Pour Edvard Munch, la quête de vérité mystique est plus importante qu’une carrière de peintre établi. Son objectif, dès sa jeunesse, est d’élaborer un projet ambitieux, tourmenté et subtil, unique en son genre : la « Frise de la vie », qu’il ne cessera de reprendre, d’augmenter et de modifier.

Dans l’une de ses notes littéraires, Munch qualifie son grand œuvre de « poème de vie, d’amour et de mort », trois thèmes qui l’obsèdent, passionnément et sans tabou. La contemporanéité du Norvégien réside précisément dans l’alliage de ces éléments et de sa portée réflexive : l’œuvre d’Edvard Munch a la singularité de prendre pleinement conscience de l’existence et d’analyser, en particulier, un sentiment universellement partagé, l’angoisse de la mort (L’Odeur de la mort, 1895). Il interroge sans détour cette peur que l’on préfère évacuer ou ignorer. Munch, lui, acceptera son destin de mortel, dans le seul but d’apprendre à mieux vivre. Il considère la vie et la mort comme un tout essentiel et indissociable. Plus qu’aucun autre peintre moderne, il étudie, sans déni, non seulement la place des morts dans son cercle privé, mais aussi, plus généralement, la place de la mort dans la société occidentale (Lutte contre la mort, 1915).

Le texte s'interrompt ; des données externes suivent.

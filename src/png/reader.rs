
use std::fs::File;
use std::io::{self, BufReader, Read};
use std::path::Path;

use flate2::Crc;
use tracing::{debug, trace};

use super::errors::{PngError, PngResult};
use super::{be32, ChunkHeader, ChunkType, ImageHeader, IHDR_LENGTH, SIGNATURE};



/// Sequential reader over a PNG datastream.
///
/// Every operation consumes bytes in order and never seeks back. On error the
/// cursor position is unspecified and the parse should be abandoned.
pub struct ChunkReader<R: Read> {
    reader: R,
}


impl<R: Read> ChunkReader<R> {
    pub fn new(reader: R) -> Self {
        ChunkReader { reader }
    }

    /// Reads eight bytes and compares them with the PNG signature.
    /// A short read counts as a mismatch.
    pub fn validate_signature(&mut self) -> PngResult<()> {
        let bytes = self.read_up_to(SIGNATURE.len())?;
        if !check_signature(&bytes) {
            return Err(PngError::InvalidSignature);
        }
        trace!("signature ok");
        Ok(())
    }

    pub fn read_chunk_header(&mut self) -> PngResult<ChunkHeader> {
        let bytes = self.read_up_to(8)?;
        if bytes.len() < 8 {
            return Err(PngError::TruncatedHeader);
        }
        let mut buffer = [0u8;8];
        buffer.copy_from_slice(&bytes);
        let header = ChunkHeader::from_bytes(&buffer);
        debug!(length = header.length, chunk_type = %header.chunk_type, "chunk header");
        Ok(header)
    }

    /// Checks `header` against the expected type and length, then consumes the
    /// whole declared payload.
    pub fn read_fixed_payload(&mut self, header: &ChunkHeader, expected_type: ChunkType, expected_length: u32) -> PngResult<Vec<u8>> {
        if header.chunk_type != expected_type {
            return Err(PngError::UnexpectedChunk { expected: expected_type, actual: header.chunk_type });
        }
        if header.length != expected_length {
            return Err(PngError::UnexpectedLength { expected: expected_length, actual: header.length });
        }

        let payload = self.read_up_to(header.length as usize)?;
        if payload.len() < header.length as usize {
            return Err(PngError::TruncatedPayload { expected: header.length, actual: payload.len() });
        }
        Ok(payload)
    }

    pub fn read_image_header(&mut self, header: &ChunkHeader) -> PngResult<ImageHeader> {
        let payload = self.read_fixed_payload(header, ChunkType::IHDR, IHDR_LENGTH)?;
        let image_header = ImageHeader::from_payload(&payload)?;
        debug!(
            width = image_header.width,
            height = image_header.height,
            bit_depth = image_header.bit_depth,
            colour_type = image_header.colour_type,
            "image header");
        Ok(image_header)
    }

    /// Reads the CRC that follows a chunk payload and checks it against the
    /// type tag and payload. Returns the stored CRC.
    pub fn verify_crc(&mut self, header: &ChunkHeader, payload: &[u8]) -> PngResult<u32> {
        let bytes = self.read_up_to(4)?;
        if bytes.len() < 4 {
            return Err(PngError::TruncatedCrc);
        }
        let expected = be32([bytes[0], bytes[1], bytes[2], bytes[3]]);

        let mut crc = Crc::new();
        crc.update(header.chunk_type.as_bytes());
        crc.update(payload);
        let actual = crc.sum();

        if expected != actual {
            return Err(PngError::CrcMismatch { expected, actual });
        }
        trace!(crc = expected, "crc ok");
        Ok(expected)
    }

    pub fn into_inner(self) -> R {
        self.reader
    }

    // Stops early only at end of input.
    fn read_up_to(&mut self, size: usize) -> io::Result<Vec<u8>> {
        let mut buffer = Vec::with_capacity(size);
        (&mut self.reader).take(size as u64).read_to_end(&mut buffer)?;
        Ok(buffer)
    }
}


pub fn check_signature(bytes: &[u8]) -> bool {
    bytes == SIGNATURE
}

/// Validates the signature and decodes the leading `IHDR` chunk.
pub fn parse_header<R: Read>(reader: R) -> PngResult<ImageHeader> {
    let mut reader = ChunkReader::new(reader);
    reader.validate_signature()?;
    let header = reader.read_chunk_header()?;
    reader.read_image_header(&header)
}

pub fn parse_bytes(bytes: &[u8]) -> PngResult<ImageHeader> {
    parse_header(bytes)
}

pub fn parse_file<P: AsRef<Path>>(path: P) -> PngResult<ImageHeader> {
    let file = File::open(path)?;
    parse_header(BufReader::new(file))
}
//! Named test suites and result reports.
//!
//! A suite manifest lists test cases by name, each tagged with a group
//! (`am`, `rv-arch-test`, `rv-tests`, ...) and the scripted program the
//! stand-in core runs. The runner executes each case on a fresh model with
//! the same testbench and collects one verdict per case. Reports are written
//! as one `name: LABEL` line per case.

use std::fmt;
use std::fs::{self, OpenOptions};
use std::io::Write;
use std::path::Path;

use serde::Deserialize;

use crate::common::HarnessError;
use crate::models::{ScriptedCore, ScriptedProgram};
use crate::sim::Testbench;
use crate::verdict::{TrapRecord, Verdict};

/// One named test case.
#[derive(Debug, Clone, PartialEq, Eq, Deserialize)]
pub struct SuiteCase {
    /// Test name, as printed in the report.
    pub name: String,

    /// Group the case belongs to, if any.
    #[serde(default)]
    pub group: Option<String>,

    /// Behavior of the stand-in core for this case.
    #[serde(default)]
    pub program: ScriptedProgram,
}

/// A list of test cases loaded from JSON.
#[derive(Debug, Clone, Default, PartialEq, Eq, Deserialize)]
pub struct SuiteManifest {
    /// Cases in manifest order.
    #[serde(default)]
    pub cases: Vec<SuiteCase>,
}

impl SuiteManifest {
    /// Parses a manifest from a JSON document.
    ///
    /// # Errors
    ///
    /// Returns [`HarnessError::ConfigParse`] if the document is malformed.
    pub fn from_json(json: &str) -> Result<Self, HarnessError> {
        Ok(serde_json::from_str(json)?)
    }

    /// Reads and parses a manifest file.
    ///
    /// # Errors
    ///
    /// Returns [`HarnessError::Io`] if the file cannot be read, or
    /// [`HarnessError::ConfigParse`] if its contents are malformed.
    pub fn from_file(path: impl AsRef<Path>) -> Result<Self, HarnessError> {
        let path = path.as_ref();
        let text = fs::read_to_string(path).map_err(|e| HarnessError::io(path, e))?;
        Self::from_json(&text)
    }

    /// Case names in manifest order.
    pub fn names(&self) -> impl Iterator<Item = &str> {
        self.cases.iter().map(|c| c.name.as_str())
    }

    /// Looks up a case by name.
    pub fn get(&self, name: &str) -> Option<&SuiteCase> {
        self.cases.iter().find(|c| c.name == name)
    }

    /// Cases tagged with `group`.
    ///
    /// An unknown group selects nothing and logs a warning.
    pub fn group(&self, group: &str) -> Vec<&SuiteCase> {
        let selected: Vec<&SuiteCase> = self
            .cases
            .iter()
            .filter(|c| c.group.as_deref() == Some(group))
            .collect();
        if selected.is_empty() {
            tracing::warn!(group, "Unrecognized test group");
        }
        selected
    }
}

/// Outcome of one case.
#[derive(Debug, Clone, PartialEq, Eq)]
pub struct CaseResult {
    /// Test name.
    pub name: String,
    /// Outputs sampled at the end of the run.
    pub trap: TrapRecord,
    /// Classification of `trap`.
    pub verdict: Verdict,
    /// Rising edges over the run.
    pub posedges: u64,
}

/// Runs each case on a fresh scripted core and collects the verdicts.
pub fn run_suite<'a, I>(testbench: &Testbench, cases: I) -> SuiteReport
where
    I: IntoIterator<Item = &'a SuiteCase>,
{
    let polarity = testbench.config().reset.polarity;
    let results = cases
        .into_iter()
        .map(|case| {
            let mut core = ScriptedCore::new(case.program, polarity);
            let outcome = testbench.run(&mut core);
            let verdict = outcome.verdict();
            tracing::info!(name = %case.name, %verdict, "case finished");
            CaseResult {
                name: case.name.clone(),
                trap: outcome.trap,
                verdict,
                posedges: outcome.posedges,
            }
        })
        .collect();
    SuiteReport { results }
}

/// Verdicts for a batch of cases.
#[derive(Debug, Clone, Default, PartialEq, Eq)]
pub struct SuiteReport {
    /// Per-case results in run order.
    pub results: Vec<CaseResult>,
}

/// Pass/fail counts for a report.
#[derive(Debug, Clone, Copy, Default, PartialEq, Eq)]
pub struct SuiteSummary {
    /// Number of cases run.
    pub total: usize,
    /// Cases with a [`Verdict::Pass`].
    pub passed: usize,
}

impl SuiteSummary {
    /// Cases that did not pass.
    pub const fn failed(&self) -> usize {
        self.total - self.passed
    }
}

impl fmt::Display for SuiteSummary {
    fn fmt(&self, f: &mut fmt::Formatter<'_>) -> fmt::Result {
        write!(
            f,
            "{} tests, {} passed, {} failed",
            self.total,
            self.passed,
            self.failed()
        )
    }
}

impl SuiteReport {
    /// Counts passes and failures.
    pub fn summary(&self) -> SuiteSummary {
        SuiteSummary {
            total: self.results.len(),
            passed: self.results.iter().filter(|r| r.verdict.is_pass()).count(),
        }
    }

    /// `true` when every case passed (vacuously true for an empty report).
    pub fn all_passed(&self) -> bool {
        self.results.iter().all(|r| r.verdict.is_pass())
    }

    /// Writes the report to `path`, replacing its contents.
    ///
    /// # Errors
    ///
    /// Returns [`HarnessError::Io`] if the file cannot be written.
    pub fn write_to(&self, path: impl AsRef<Path>) -> Result<(), HarnessError> {
        let path = path.as_ref();
        fs::write(path, self.to_string()).map_err(|e| HarnessError::io(path, e))
    }

    /// Appends the report to `path`, creating the file if needed.
    ///
    /// # Errors
    ///
    /// Returns [`HarnessError::Io`] if the file cannot be opened or written.
    pub fn append_to(&self, path: impl AsRef<Path>) -> Result<(), HarnessError> {
        let path = path.as_ref();
        let mut file = OpenOptions::new()
            .create(true)
            .append(true)
            .open(path)
            .map_err(|e| HarnessError::io(path, e))?;
        file.write_all(self.to_string().as_bytes())
            .map_err(|e| HarnessError::io(path, e))
    }
}

impl fmt::Display for SuiteReport {
    fn fmt(&self, f: &mut fmt::Formatter<'_>) -> fmt::Result {
        for result in &self.results {
            writeln!(f, "{}: {}", result.name, result.verdict)?;
        }
        Ok(())
    }
}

Munch s‘est en effet consacré pendant des décennies à peindre les émotions de l’âme dans ce que l’on pourrait qualifier aujourd’hui d’essai philosophique. L’idée de raconter visuellement la condition humaine – « pour aider d’autres personnes à clarifier leur vie », affirme-t-il – germe tôt dans son esprit. Si elle émane de son enfance malheureuse, elle se nourrit aussi de la littérature et du théâtre scandinaves, au répertoire violent et rédempteur, avec, entre autres, les œuvres d’Henrik Ibsen. Ces sources d’inspiration autobiographiques et fictionnelles lui ont permis d’élaborer des images ultrasensibles, saisissantes par leur sujet et leur style, relevant – selon la doxa nordique de la fin du xixe siècle et de la première moitié du xxe siècle – du néoromantisme et du vitalisme, deux esthétiques contemporaines des mouvements symbolistes et expressionnistes.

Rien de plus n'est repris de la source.